Published online Sep 28, 2006. doi: 10.3748/wjg.v12.i36.5904
Revised: August 7, 2006
Accepted: August 17, 2006
Published online: September 28, 2006
Pancreatic cystic lesions comprise various entities with different histopathological characteristics and their differential diagnosis is often a challenge for clinicians. Autoimmune pancreatitis (AIP) is usually not considered in the differential diagnosis of cystic lesions, but often mimics the morphological aspects of pancreatic neoplasm. We report the case of a 64-year-old male patient with a cystic pancreatic head lesion (diameter 5 cm) and stenosis of the distal bile duct requiring repeated stenting.

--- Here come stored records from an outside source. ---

use std::collections::HashMap;

use async_trait::async_trait;
use chrono::Utc;
use log::{debug, error, info};
use sea_orm::sea_query::{Index, OnConflict};
use sea_orm::{
    ActiveModelTrait, ColumnTrait, ConnectOptions, ConnectionTrait, Database,
    DatabaseConnection, DatabaseTransaction, DbErr, EntityTrait, PaginatorTrait, QueryFilter,
    QueryOrder, Schema, Set, SqlErr, TransactionTrait,
};
use tokio::sync::Mutex;

use crate::configuration::Config;
use crate::error_handling::types::{RegistrationError, StorageError};
use crate::storage::db_entities::{activities, participants, users};
use crate::storage::seed::SEED_ACTIVITIES;
use crate::storage::storage_trait::ActivityStore;
use crate::storage::types::{display_name_from_email, ActivityCatalog, ActivityDetails};

const PARTICIPANT_PAIR_INDEX: &str = "idx_participants_activity_user";

fn read_failed(context: &'static str) -> impl FnOnce(DbErr) -> StorageError {
    move |e| {
        error!("{}: {}", context, e);
        StorageError::ReadFailed
    }
}

fn write_failed(context: &'static str) -> impl FnOnce(DbErr) -> StorageError {
    move |e| {
        error!("{}: {}", context, e);
        StorageError::WriteFailed
    }
}

/// SQLite-backed activity store built on SeaORM.
///
/// Each operation runs inside its own transaction taken from the connection
/// pool. Writers queue on `write_lock` so that SQLite never sees two write
/// transactions at once; a rejected request rolls its transaction back before
/// the lock is released.
pub struct DatabaseStorage {
    db: DatabaseConnection,
    write_lock: Mutex<()>,
}

impl DatabaseStorage {
    /// Opens a connection pool on `database_url`.
    pub async fn connect(database_url: &str, max_connections: u32) -> Result<Self, StorageError> {
        let mut opts = ConnectOptions::new(database_url.to_owned());
        opts.max_connections(max_connections).sqlx_logging(false);

        let db = Database::connect(opts).await.map_err(|e| {
            error!("Failed to connect to {}: {}", database_url, e);
            StorageError::ConnectionFailed
        })?;
        info!("Connected to {}", database_url);
        Ok(Self {
            db,
            write_lock: Mutex::new(()),
        })
    }

    pub async fn from_config(config: &Config) -> Result<Self, StorageError> {
        Self::connect(&config.database_url, config.max_connections).await
    }

    /// Creates the schema when missing, then seeds the sample catalog into an
    /// empty database.
    pub async fn bootstrap(&self) -> Result<(), StorageError> {
        self.create_schema().await?;
        self.seed_if_empty().await?;
        Ok(())
    }

    pub async fn create_schema(&self) -> Result<(), StorageError> {
        let backend = self.db.get_database_backend();
        let schema = Schema::new(backend);

        let tables = [
            schema
                .create_table_from_entity(activities::Entity)
                .if_not_exists()
                .to_owned(),
            schema
                .create_table_from_entity(users::Entity)
                .if_not_exists()
                .to_owned(),
            schema
                .create_table_from_entity(participants::Entity)
                .if_not_exists()
                .to_owned(),
        ];
        for table in &tables {
            self.db
                .execute(backend.build(table))
                .await
                .map_err(write_failed("Failed to create table"))?;
        }

        let pair_index = Index::create()
            .name(PARTICIPANT_PAIR_INDEX)
            .table(participants::Entity)
            .col(participants::Column::ActivityId)
            .col(participants::Column::UserId)
            .unique()
            .if_not_exists()
            .to_owned();
        self.db
            .execute(backend.build(&pair_index))
            .await
            .map_err(write_failed("Failed to create participant index"))?;

        debug!("Schema ready");
        Ok(())
    }

    /// Inserts the sample activities, users and registrations when the
    /// activity table is empty. Returns whether anything was written.
    pub async fn seed_if_empty(&self) -> Result<bool, StorageError> {
        let _guard = self.write_lock.lock().await;
        let txn = self
            .db
            .begin()
            .await
            .map_err(write_failed("Failed to open seed transaction"))?;

        let existing = activities::Entity::find()
            .count(&txn)
            .await
            .map_err(read_failed("Failed to count activities"))?;
        if existing > 0 {
            debug!("Database already holds {} activities, skipping seed", existing);
            return Ok(false);
        }

        let now = Utc::now().to_rfc3339();
        let mut links = 0;
        for seed in SEED_ACTIVITIES.iter() {
            let activity = activities::ActiveModel {
                name: Set(seed.name.to_owned()),
                description: Set(seed.description.to_owned()),
                schedule: Set(seed.schedule.to_owned()),
                max_participants: Set(seed.max_participants),
                created_at: Set(now.clone()),
                updated_at: Set(now.clone()),
                ..Default::default()
            }
            .insert(&txn)
            .await
            .map_err(write_failed("Failed to seed activity"))?;

            for (email, name) in seed.participants.iter() {
                let user = users::ActiveModel {
                    email: Set((*email).to_owned()),
                    name: Set(Some((*name).to_owned())),
                    created_at: Set(now.clone()),
                    ..Default::default()
                }
                .insert(&txn)
                .await
                .map_err(write_failed("Failed to seed user"))?;

                participants::ActiveModel {
                    activity_id: Set(activity.id),
                    user_id: Set(user.id),
                    registered_at: Set(now.clone()),
                    ..Default::default()
                }
                .insert(&txn)
                .await
                .map_err(write_failed("Failed to seed participant"))?;
                links += 1;
            }
        }

        txn.commit()
            .await
            .map_err(write_failed("Failed to commit seed"))?;
        info!(
            "Seeded {} activities with {} registrations",
            SEED_ACTIVITIES.len(),
            links
        );
        Ok(true)
    }

    async fn begin_write(&self) -> Result<DatabaseTransaction, StorageError> {
        self.db
            .begin()
            .await
            .map_err(write_failed("Failed to open transaction"))
    }
}

/// Commits `txn` when `outcome` is a success and rolls it back otherwise.
async fn finish<T>(
    txn: DatabaseTransaction,
    outcome: Result<T, RegistrationError>,
    context: &'static str,
) -> Result<T, RegistrationError> {
    match outcome {
        Ok(value) => {
            txn.commit().await.map_err(write_failed(context))?;
            Ok(value)
        }
        Err(e) => {
            if let Err(rollback) = txn.rollback().await {
                error!("Failed to roll back after \"{}\": {}", e, rollback);
            }
            Err(e)
        }
    }
}

async fn find_activity<C: ConnectionTrait>(
    conn: &C,
    name: &str,
) -> Result<Option<activities::Model>, StorageError> {
    activities::Entity::find()
        .filter(activities::Column::Name.eq(name))
        .one(conn)
        .await
        .map_err(read_failed("Failed to look up activity"))
}

async fn find_user<C: ConnectionTrait>(
    conn: &C,
    email: &str,
) -> Result<Option<users::Model>, StorageError> {
    users::Entity::find()
        .filter(users::Column::Email.eq(email))
        .one(conn)
        .await
        .map_err(read_failed("Failed to look up user"))
}

async fn find_participant<C: ConnectionTrait>(
    conn: &C,
    activity_id: i32,
    user_id: i32,
) -> Result<Option<participants::Model>, StorageError> {
    participants::Entity::find()
        .filter(participants::Column::ActivityId.eq(activity_id))
        .filter(participants::Column::UserId.eq(user_id))
        .one(conn)
        .await
        .map_err(read_failed("Failed to look up participant"))
}

/// Inserts a user for `email` unless one exists, then returns the stored row.
async fn upsert_user<C: ConnectionTrait>(
    conn: &C,
    email: &str,
) -> Result<users::Model, StorageError> {
    let candidate = users::ActiveModel {
        email: Set(email.to_owned()),
        name: Set(Some(display_name_from_email(email))),
        created_at: Set(Utc::now().to_rfc3339()),
        ..Default::default()
    };
    let inserted = users::Entity::insert(candidate)
        .on_conflict(
            OnConflict::column(users::Column::Email)
                .do_nothing()
                .to_owned(),
        )
        .exec_without_returning(conn)
        .await
        .map_err(write_failed("Failed to upsert user"))?;
    if inserted > 0 {
        debug!("Created user {}", email);
    }

    find_user(conn, email).await?.ok_or_else(|| {
        error!("User {} missing right after upsert", email);
        StorageError::ReadFailed
    })
}

#[async_trait]
impl ActivityStore for DatabaseStorage {
    async fn list_activities(&self) -> Result<ActivityCatalog, StorageError> {
        let txn = self
            .db
            .begin()
            .await
            .map_err(read_failed("Failed to open transaction"))?;

        let rows = activities::Entity::find()
            .order_by_asc(activities::Column::Id)
            .all(&txn)
            .await
            .map_err(read_failed("Failed to load activities"))?;
        let links = participants::Entity::find()
            .find_also_related(users::Entity)
            .order_by_asc(participants::Column::Id)
            .all(&txn)
            .await
            .map_err(read_failed("Failed to load participants"))?;

        txn.commit()
            .await
            .map_err(read_failed("Failed to close transaction"))?;

        let mut emails: HashMap<i32, Vec<String>> = HashMap::new();
        for (participant, user) in links {
            if let Some(user) = user {
                emails
                    .entry(participant.activity_id)
                    .or_default()
                    .push(user.email);
            }
        }

        let mut catalog = ActivityCatalog::new();
        for activity in rows {
            let participants = emails.remove(&activity.id).unwrap_or_default();
            catalog.push(
                activity.name,
                ActivityDetails {
                    description: activity.description,
                    schedule: activity.schedule,
                    max_participants: activity.max_participants,
                    participants,
                },
            );
        }
        Ok(catalog)
    }

    async fn signup(&self, activity_name: &str, email: &str) -> Result<(), RegistrationError> {
        let _guard = self.write_lock.lock().await;
        let txn = self.begin_write().await?;
        let outcome = register(&txn, activity_name, email).await;
        finish(txn, outcome, "Failed to commit signup").await?;
        info!("Signed up {} for {}", email, activity_name);
        Ok(())
    }

    async fn unregister(&self, activity_name: &str, email: &str) -> Result<(), RegistrationError> {
        let _guard = self.write_lock.lock().await;
        let txn = self.begin_write().await?;
        let outcome = deregister(&txn, activity_name, email).await;
        finish(txn, outcome, "Failed to commit unregistration").await?;
        info!("Unregistered {} from {}", email, activity_name);
        Ok(())
    }
}

async fn register(
    txn: &DatabaseTransaction,
    activity_name: &str,
    email: &str,
) -> Result<(), RegistrationError> {
    let activity = find_activity(txn, activity_name)
        .await?
        .ok_or(RegistrationError::ActivityNotFound)?;

    let registered = participants::Entity::find()
        .filter(participants::Column::ActivityId.eq(activity.id))
        .count(txn)
        .await
        .map_err(read_failed("Failed to count participants"))?;
    // a negative capacity accepts nobody
    let capacity = activity.max_participants.max(0) as u64;
    if registered >= capacity {
        return Err(RegistrationError::ActivityFull);
    }

    let user = upsert_user(txn, email).await?;
    if find_participant(txn, activity.id, user.id).await?.is_some() {
        return Err(RegistrationError::AlreadySignedUp);
    }

    let inserted = participants::ActiveModel {
        activity_id: Set(activity.id),
        user_id: Set(user.id),
        registered_at: Set(Utc::now().to_rfc3339()),
        ..Default::default()
    }
    .insert(txn)
    .await;
    match inserted {
        Ok(_) => Ok(()),
        Err(e) if matches!(e.sql_err(), Some(SqlErr::UniqueConstraintViolation(_))) => {
            Err(RegistrationError::AlreadySignedUp)
        }
        Err(e) => Err(write_failed("Failed to insert participant")(e).into()),
    }
}

async fn deregister(
    txn: &DatabaseTransaction,
    activity_name: &str,
    email: &str,
) -> Result<(), RegistrationError> {
    let activity = find_activity(txn, activity_name)
        .await?
        .ok_or(RegistrationError::ActivityNotFound)?;
    let user = find_user(txn, email)
        .await?
        .ok_or(RegistrationError::UserNotFound)?;
    let participant = find_participant(txn, activity.id, user.id)
        .await?
        .ok_or(RegistrationError::NotSignedUp)?;

    participants::Entity::delete_by_id(participant.id)
        .exec(txn)
        .await
        .map_err(write_failed("Failed to delete participant"))?;
    Ok(())
}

Because of the clinical presentation together with moderate elevation of serum CA19-9 and massive elevation of cyst fluid CA19-9 (122.695 U/L; normal range: < 37.0 U/L), the patient underwent explorative laparotomy and pylorus preserving partial pancreaticoduodenectomy. Histology revealed surprisingly AIP with an inflammatory pseudocyst. In conclusion, cyst fluid analysis of tumor markers and cyst fluid cytology lack high accuracy to clearly differentiate cystic pancreatic lesions. Although AIP is rarely associated with pseudocysts, the disease has to be considered in the differential diagnosis of cystic pancreatic lesions. Early examination of serum IgG, IgG4 and auto-antibodies might save these patients from unnecessary endoscopical and surgical procedures.